Stored items from a collection
-- Opening Marker --
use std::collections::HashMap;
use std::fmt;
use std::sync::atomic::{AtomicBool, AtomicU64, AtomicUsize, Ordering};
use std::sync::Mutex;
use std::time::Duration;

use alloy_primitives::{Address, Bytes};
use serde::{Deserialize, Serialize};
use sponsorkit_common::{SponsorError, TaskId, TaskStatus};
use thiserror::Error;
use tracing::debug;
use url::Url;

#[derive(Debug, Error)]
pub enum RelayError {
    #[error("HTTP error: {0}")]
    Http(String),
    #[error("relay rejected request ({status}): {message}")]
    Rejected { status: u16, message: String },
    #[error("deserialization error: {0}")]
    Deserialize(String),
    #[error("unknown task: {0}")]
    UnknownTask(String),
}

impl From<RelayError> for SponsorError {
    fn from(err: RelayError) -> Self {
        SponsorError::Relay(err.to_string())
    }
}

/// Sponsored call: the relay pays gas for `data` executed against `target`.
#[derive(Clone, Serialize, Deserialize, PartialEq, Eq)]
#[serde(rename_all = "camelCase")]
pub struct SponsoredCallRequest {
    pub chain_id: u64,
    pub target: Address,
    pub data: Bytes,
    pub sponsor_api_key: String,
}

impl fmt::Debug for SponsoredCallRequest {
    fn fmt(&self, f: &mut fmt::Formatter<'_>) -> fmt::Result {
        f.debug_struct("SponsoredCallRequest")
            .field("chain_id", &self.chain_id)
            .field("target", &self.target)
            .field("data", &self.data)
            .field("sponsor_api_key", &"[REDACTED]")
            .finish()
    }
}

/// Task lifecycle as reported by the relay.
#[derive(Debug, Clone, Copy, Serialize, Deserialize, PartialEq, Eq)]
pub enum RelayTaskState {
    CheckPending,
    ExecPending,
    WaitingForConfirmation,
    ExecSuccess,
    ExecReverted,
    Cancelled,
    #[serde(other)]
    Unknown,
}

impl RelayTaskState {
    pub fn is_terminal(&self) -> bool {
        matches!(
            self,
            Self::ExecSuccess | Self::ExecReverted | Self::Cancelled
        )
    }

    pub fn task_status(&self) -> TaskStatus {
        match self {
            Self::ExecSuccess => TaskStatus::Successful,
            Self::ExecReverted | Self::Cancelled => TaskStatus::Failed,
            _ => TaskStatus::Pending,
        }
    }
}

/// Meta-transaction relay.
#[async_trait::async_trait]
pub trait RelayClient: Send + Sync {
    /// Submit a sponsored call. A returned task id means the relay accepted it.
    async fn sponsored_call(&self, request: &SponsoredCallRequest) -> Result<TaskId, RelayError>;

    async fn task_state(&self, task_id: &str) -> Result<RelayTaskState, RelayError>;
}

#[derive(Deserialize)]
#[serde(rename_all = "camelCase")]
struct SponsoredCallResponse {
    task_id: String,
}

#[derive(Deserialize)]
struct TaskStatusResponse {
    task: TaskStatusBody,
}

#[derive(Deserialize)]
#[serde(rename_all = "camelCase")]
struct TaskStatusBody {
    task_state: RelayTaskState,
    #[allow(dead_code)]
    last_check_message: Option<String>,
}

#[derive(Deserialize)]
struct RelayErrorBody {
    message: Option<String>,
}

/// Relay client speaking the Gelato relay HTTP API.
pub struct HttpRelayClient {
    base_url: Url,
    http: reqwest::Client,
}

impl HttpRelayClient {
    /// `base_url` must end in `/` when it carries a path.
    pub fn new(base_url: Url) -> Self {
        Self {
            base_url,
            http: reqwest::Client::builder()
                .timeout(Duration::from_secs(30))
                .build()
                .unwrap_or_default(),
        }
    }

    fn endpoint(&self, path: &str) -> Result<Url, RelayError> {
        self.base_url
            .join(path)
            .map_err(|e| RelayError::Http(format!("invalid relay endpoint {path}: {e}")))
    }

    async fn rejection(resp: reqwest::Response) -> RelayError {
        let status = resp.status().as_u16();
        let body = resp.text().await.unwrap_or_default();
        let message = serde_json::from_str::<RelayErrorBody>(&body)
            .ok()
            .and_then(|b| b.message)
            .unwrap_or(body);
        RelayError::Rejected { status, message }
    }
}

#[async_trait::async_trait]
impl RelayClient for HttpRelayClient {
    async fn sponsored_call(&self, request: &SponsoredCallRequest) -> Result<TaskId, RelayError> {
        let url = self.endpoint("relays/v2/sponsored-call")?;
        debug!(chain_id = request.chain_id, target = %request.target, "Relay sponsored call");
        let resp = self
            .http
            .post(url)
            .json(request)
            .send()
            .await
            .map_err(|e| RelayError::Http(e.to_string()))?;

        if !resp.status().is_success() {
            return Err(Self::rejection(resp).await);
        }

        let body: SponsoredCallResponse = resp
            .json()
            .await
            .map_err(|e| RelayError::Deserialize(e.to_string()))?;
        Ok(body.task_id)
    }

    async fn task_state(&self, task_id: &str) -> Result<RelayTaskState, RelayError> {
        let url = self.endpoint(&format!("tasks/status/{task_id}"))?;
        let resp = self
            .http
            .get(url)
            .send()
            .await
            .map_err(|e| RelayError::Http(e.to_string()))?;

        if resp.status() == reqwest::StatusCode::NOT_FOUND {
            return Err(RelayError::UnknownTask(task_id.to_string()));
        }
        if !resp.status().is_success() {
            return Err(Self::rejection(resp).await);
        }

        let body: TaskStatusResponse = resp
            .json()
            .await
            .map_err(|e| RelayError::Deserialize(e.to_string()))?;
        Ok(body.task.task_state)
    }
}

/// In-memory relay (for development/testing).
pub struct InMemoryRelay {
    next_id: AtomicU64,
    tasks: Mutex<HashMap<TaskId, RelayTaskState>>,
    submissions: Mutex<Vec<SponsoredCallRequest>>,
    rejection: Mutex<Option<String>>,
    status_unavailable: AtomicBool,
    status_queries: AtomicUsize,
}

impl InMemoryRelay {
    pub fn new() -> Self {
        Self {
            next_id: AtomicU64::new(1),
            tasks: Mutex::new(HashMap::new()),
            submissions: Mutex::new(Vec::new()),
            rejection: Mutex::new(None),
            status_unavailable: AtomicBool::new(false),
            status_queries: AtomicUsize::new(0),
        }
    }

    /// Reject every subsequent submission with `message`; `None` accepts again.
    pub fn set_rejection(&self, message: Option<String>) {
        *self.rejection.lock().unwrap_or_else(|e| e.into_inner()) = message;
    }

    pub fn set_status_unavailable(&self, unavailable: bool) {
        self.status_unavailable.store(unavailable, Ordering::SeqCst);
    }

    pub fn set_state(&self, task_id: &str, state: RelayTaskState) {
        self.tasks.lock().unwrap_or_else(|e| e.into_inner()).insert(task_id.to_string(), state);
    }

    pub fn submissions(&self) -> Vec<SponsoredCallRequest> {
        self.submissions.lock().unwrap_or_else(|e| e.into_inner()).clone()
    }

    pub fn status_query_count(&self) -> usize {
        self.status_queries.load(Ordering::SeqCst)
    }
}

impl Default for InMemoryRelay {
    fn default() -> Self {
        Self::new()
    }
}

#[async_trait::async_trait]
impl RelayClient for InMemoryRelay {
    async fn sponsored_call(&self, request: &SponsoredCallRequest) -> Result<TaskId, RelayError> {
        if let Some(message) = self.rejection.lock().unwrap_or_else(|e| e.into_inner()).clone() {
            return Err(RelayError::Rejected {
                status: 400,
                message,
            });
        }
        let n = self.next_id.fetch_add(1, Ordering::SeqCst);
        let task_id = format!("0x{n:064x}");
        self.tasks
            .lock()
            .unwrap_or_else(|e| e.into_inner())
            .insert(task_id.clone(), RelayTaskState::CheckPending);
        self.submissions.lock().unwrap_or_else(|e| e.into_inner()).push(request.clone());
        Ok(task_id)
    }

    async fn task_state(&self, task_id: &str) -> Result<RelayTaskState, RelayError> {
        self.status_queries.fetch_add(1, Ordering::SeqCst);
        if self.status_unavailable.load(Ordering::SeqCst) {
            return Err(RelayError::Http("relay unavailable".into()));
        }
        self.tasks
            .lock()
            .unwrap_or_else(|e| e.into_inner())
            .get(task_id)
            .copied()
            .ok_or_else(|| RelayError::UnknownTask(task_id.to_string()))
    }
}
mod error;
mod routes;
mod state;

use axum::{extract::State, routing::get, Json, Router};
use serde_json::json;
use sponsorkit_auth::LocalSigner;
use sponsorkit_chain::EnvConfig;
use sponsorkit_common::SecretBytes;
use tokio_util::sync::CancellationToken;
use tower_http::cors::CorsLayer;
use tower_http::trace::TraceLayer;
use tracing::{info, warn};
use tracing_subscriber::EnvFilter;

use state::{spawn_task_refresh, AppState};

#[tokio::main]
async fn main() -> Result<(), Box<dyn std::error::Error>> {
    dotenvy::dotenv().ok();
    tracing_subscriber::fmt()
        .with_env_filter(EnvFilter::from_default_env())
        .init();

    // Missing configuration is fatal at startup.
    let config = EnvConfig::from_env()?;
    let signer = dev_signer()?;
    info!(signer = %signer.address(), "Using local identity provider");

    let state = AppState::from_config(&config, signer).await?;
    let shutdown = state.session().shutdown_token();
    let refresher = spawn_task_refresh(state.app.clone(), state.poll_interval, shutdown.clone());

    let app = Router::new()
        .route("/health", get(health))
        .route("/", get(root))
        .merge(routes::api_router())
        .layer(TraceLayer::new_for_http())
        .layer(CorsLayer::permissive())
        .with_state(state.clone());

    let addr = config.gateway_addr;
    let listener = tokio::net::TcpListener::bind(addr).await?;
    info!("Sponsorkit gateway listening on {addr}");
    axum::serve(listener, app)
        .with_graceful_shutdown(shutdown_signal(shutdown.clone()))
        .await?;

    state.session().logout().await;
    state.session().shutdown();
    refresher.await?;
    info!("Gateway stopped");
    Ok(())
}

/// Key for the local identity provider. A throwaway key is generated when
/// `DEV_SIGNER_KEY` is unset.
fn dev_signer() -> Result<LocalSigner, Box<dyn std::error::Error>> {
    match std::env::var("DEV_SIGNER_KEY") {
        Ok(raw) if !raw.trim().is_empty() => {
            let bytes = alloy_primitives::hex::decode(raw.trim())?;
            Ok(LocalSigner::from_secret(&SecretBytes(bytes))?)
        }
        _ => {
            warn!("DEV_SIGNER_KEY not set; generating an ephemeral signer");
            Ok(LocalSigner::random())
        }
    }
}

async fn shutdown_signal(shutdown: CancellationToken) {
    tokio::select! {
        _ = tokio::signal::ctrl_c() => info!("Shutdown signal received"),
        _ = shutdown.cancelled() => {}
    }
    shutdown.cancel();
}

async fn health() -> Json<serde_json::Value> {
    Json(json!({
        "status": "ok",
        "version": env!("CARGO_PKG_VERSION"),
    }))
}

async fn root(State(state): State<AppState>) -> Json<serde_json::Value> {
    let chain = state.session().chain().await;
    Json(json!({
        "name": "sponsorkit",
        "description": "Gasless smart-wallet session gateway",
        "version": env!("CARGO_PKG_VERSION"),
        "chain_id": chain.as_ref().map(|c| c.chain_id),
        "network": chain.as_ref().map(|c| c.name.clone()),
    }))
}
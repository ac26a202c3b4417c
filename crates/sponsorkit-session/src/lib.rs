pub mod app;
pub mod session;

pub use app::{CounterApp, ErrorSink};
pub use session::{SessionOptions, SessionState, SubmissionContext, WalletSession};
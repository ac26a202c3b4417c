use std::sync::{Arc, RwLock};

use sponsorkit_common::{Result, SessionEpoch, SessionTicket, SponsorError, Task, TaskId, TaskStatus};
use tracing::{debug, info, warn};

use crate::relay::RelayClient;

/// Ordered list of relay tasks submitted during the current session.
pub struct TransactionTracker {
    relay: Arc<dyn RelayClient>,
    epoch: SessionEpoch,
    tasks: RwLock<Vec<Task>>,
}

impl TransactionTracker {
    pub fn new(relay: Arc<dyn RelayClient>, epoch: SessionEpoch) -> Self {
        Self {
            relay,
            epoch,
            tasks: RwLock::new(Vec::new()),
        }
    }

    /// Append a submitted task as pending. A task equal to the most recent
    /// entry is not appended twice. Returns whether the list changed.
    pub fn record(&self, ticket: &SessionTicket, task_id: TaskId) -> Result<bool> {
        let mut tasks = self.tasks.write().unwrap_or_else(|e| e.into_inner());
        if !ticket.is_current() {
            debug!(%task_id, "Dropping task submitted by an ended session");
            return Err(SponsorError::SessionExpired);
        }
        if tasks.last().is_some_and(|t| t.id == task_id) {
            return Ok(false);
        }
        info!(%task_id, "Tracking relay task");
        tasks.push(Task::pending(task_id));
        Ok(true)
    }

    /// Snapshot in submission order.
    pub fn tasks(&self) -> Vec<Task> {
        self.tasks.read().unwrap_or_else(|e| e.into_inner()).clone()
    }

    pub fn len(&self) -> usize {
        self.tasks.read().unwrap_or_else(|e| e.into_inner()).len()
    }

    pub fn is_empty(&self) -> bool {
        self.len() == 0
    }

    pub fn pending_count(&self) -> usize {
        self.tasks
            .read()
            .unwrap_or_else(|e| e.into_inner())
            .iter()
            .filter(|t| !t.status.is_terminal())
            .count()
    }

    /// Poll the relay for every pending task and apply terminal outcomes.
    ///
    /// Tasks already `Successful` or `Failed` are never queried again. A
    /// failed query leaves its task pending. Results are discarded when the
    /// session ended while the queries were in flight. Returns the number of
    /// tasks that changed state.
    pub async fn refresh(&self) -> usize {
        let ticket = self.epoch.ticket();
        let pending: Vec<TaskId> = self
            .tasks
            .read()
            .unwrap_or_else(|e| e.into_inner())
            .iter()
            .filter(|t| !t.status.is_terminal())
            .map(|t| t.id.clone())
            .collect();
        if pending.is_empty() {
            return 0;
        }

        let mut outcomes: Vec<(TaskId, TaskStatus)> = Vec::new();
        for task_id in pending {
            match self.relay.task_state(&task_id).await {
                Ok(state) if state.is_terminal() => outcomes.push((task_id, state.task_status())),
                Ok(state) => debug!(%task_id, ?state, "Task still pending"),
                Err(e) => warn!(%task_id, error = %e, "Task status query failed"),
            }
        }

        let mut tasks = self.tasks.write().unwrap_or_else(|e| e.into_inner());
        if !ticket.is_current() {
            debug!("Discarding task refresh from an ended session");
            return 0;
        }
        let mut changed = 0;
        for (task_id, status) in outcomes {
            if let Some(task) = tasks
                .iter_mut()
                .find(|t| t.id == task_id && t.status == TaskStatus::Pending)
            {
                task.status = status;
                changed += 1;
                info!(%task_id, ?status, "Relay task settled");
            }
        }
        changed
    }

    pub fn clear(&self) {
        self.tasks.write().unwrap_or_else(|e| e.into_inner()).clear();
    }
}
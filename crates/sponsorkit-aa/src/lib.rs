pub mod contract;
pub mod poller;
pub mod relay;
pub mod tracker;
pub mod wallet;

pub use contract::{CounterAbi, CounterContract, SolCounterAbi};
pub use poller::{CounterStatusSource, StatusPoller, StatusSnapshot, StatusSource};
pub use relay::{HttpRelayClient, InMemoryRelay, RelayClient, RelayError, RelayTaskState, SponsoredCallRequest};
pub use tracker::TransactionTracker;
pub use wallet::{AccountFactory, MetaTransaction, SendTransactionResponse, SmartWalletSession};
-- Closing Marker --
▶ _Exercise prompt_: Number of lines in the records above holding the word "EnvFilter": state it and nothing else.

▶ _Problem solution_: 2